One sufferer, Diane Schou, described her symptoms to the BBC this way: "My face turns red, I get a headache, my vision changes, and it hurts to think. Last time [I was exposed] I started getting chest pains — and to me that's becoming life-threatening."


To alleviate her discomfort, her husband built her "radio-wave resistant" wooden cage lined in wire mesh to sleep in. When that didn't work, she moved from her Iowa farmhouse to Green Bank, West Virginia. Population 143. 

For 13,000 square miles around the town wireless networks are obsolete. The Radio Quiet Zone was originally designed for scientific research, but it's becoming a haven for EHS refugees. 

Come on, is this really about radio waves and electromagnetic frequencies? It could be. The BBC points to a study in the International Journal of Neuroscience that backs up the EHS claim. We already know about laptop burns and exploding batteries. And there's plenty of evidence out there that cell phones aren't doing our brains any favors. (So just wear this protective plexiglass helmet and dangle my iPhone from a ceiling fan and I'll be fine? Great!)  

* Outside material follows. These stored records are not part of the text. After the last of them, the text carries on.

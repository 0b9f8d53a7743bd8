use std::num::NonZeroU32;

use ambrosus_canonical::{Address, Signer};
use ambrosus_core::{
    deserialize_asset, deserialize_event, serialize_asset, serialize_event, verify_asset_signature,
    verify_data_hash, verify_event_signature, verify_wire_signature, AssetBuilder, AssetRecord,
    BuildError, EventBuilder, EventRecord, GroupToken, SectionRegistry,
};
use serde_json::Value;

use crate::config::SdkConfig;
use crate::errors::SdkError;
use crate::sequence::SequenceCounter;

/// Signing session bound to one account.
///
/// Completes builders with the session defaults, signs and serializes them
/// into request bodies, and parses and checks response bodies. Sending the
/// bodies is up to the caller. All methods take `&self`; an `Sdk` can be
/// shared between threads.
#[derive(Debug)]
pub struct Sdk {
    signer: Signer,
    registry: SectionRegistry,
    sequence: SequenceCounter,
    base_url: String,
    default_access_level: u32,
}

impl Sdk {
    /// Session using the built-in section registry.
    pub fn new(config: SdkConfig) -> Result<Self, SdkError> {
        Self::with_registry(config, SectionRegistry::new())
    }

    /// Session decoding event data through `registry`.
    pub fn with_registry(config: SdkConfig, registry: SectionRegistry) -> Result<Self, SdkError> {
        let signer = Signer::from_hex(&config.private_key)?;
        let bound = NonZeroU32::new(config.sequence_bound)
            .ok_or_else(|| SdkError::Config("sequence_bound must be at least 1".into()))?;

        tracing::info!(
            address = %signer.address(),
            base_url = %config.base_url,
            "sdk session ready"
        );
        Ok(Self {
            signer,
            registry,
            sequence: SequenceCounter::new(bound),
            base_url: config.base_url,
            default_access_level: config.default_access_level,
        })
    }

    /// Address derived from the session key.
    pub fn address(&self) -> &Address {
        self.signer.address()
    }

    /// Base URL from the configuration.
    pub fn base_url(&self) -> &str {
        &self.base_url
    }

    /// Registry used to decode event data.
    pub fn registry(&self) -> &SectionRegistry {
        &self.registry
    }

    /// Sequence counter of this session.
    pub fn sequence(&self) -> &SequenceCounter {
        &self.sequence
    }

    /// Fills creator, timestamp and sequence number where the builder has none.
    ///
    /// The sequence counter only advances when a number is actually assigned.
    pub fn complete_asset(&self, mut builder: AssetBuilder) -> AssetBuilder {
        if builder.created_by.is_none() {
            builder.created_by = Some(self.address().clone());
        }
        if builder.timestamp.is_none() {
            builder.timestamp = Some(unix_timestamp());
        }
        if builder.sequence_number.is_none() {
            builder.sequence_number = Some(self.sequence.next());
        }
        builder
    }

    /// Fills creator, timestamp and access level where the builder has none.
    ///
    /// Fails before touching anything when the asset id is missing.
    pub fn complete_event(&self, mut builder: EventBuilder) -> Result<EventBuilder, SdkError> {
        if builder.asset_id.is_none() {
            return Err(BuildError::MissingAssetId.into());
        }
        if builder.created_by.is_none() {
            builder.created_by = Some(self.address().clone());
        }
        if builder.timestamp.is_none() {
            builder.timestamp = Some(unix_timestamp());
        }
        if builder.access_level.is_none() {
            builder.access_level = Some(self.default_access_level);
        }
        Ok(builder)
    }

    /// Completes, builds and serializes an asset into a creation request body.
    pub fn prepare_asset(&self, builder: AssetBuilder) -> Result<Value, SdkError> {
        let asset = self.complete_asset(builder).build();
        self.serialize_asset(&asset)
    }

    /// Completes, builds and serializes an event into a creation request body.
    pub fn prepare_event(&self, builder: EventBuilder) -> Result<Value, SdkError> {
        let event = self.complete_event(builder)?.build()?;
        self.serialize_event(&event)
    }

    /// Serializes an asset, signing it with the session key if unsigned.
    pub fn serialize_asset(&self, asset: &AssetRecord) -> Result<Value, SdkError> {
        Ok(serialize_asset(asset, Some(&self.signer))?)
    }

    /// Serializes an event, signing it with the session key if unsigned.
    pub fn serialize_event(&self, event: &EventRecord) -> Result<Value, SdkError> {
        Ok(serialize_event(event, Some(&self.signer))?)
    }

    /// Parses an asset response body; `None` when it is not a valid asset.
    pub fn parse_asset(&self, body: &str) -> Option<AssetRecord> {
        parse_json(body).and_then(|value| deserialize_asset(&value))
    }

    /// Parses an event response body; `None` when it is not a valid event.
    pub fn parse_event(&self, body: &str) -> Option<EventRecord> {
        parse_json(body).and_then(|value| self.parse_event_value(&value))
    }

    /// Decodes an already parsed event body.
    pub fn parse_event_value(&self, body: &Value) -> Option<EventRecord> {
        deserialize_event(body, &self.registry)
    }

    /// Whether the asset's signature recovers to its creator.
    pub fn verify_asset(&self, asset: &AssetRecord) -> bool {
        verify_asset_signature(asset)
    }

    /// Whether the event's signature recovers to its creator and its data hash matches.
    pub fn verify_event(&self, event: &EventRecord) -> bool {
        verify_event_signature(event) && verify_data_hash(event)
    }

    /// Checks the signature of a raw asset or event body.
    pub fn verify_signature(&self, body: &Value) -> bool {
        verify_wire_signature(body)
    }

    /// Base64 group token signed by the session key, valid until `valid_until` (unix seconds).
    pub fn create_group_token(&self, valid_until: u64) -> Result<String, SdkError> {
        Ok(GroupToken::create(&self.signer, valid_until)?.encode())
    }
}

fn parse_json(body: &str) -> Option<Value> {
    serde_json::from_str(body)
        .map_err(|err| tracing::warn!(error = %err, "response body is not json"))
        .ok()
}

fn unix_timestamp() -> u64 {
    u64::try_from(chrono::Utc::now().timestamp()).unwrap_or(0)
}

But the World Health Organization has another take: "EHS has no clear diagnostic criteria and there is no scientific basis to link EHS symptoms to EMF (electromagnetic field) exposure. Further, EHS is not a medical diagnosis, nor is it clear that it represents a single medical problem."

Here's what's clear: West Virginia is the last frontier. If you're trying to outrun the future and all it's potential hazards, you go there. Survivalists consider the Appalachian mountains a 2012 safe zone in the event of a polar shift, and it's steadily becoming the hot spot for post-apocalyptic bunker communities. 
But you can't run forever, at least if you think you've got EHS. Cell phone towers are starting to go up near the state's Wi-fi free area, which means Schou and company will have only to turn to Eli Lilly for an inevitable pill cure...and its inevitably more painful side-effects

As a side note: The perfectly prescient 1995 movie "Safe", starring Julianne Moore, presented a similar condition and a similar question: Does the way we live now make us sick or does it just make us more prone to believing we're sick?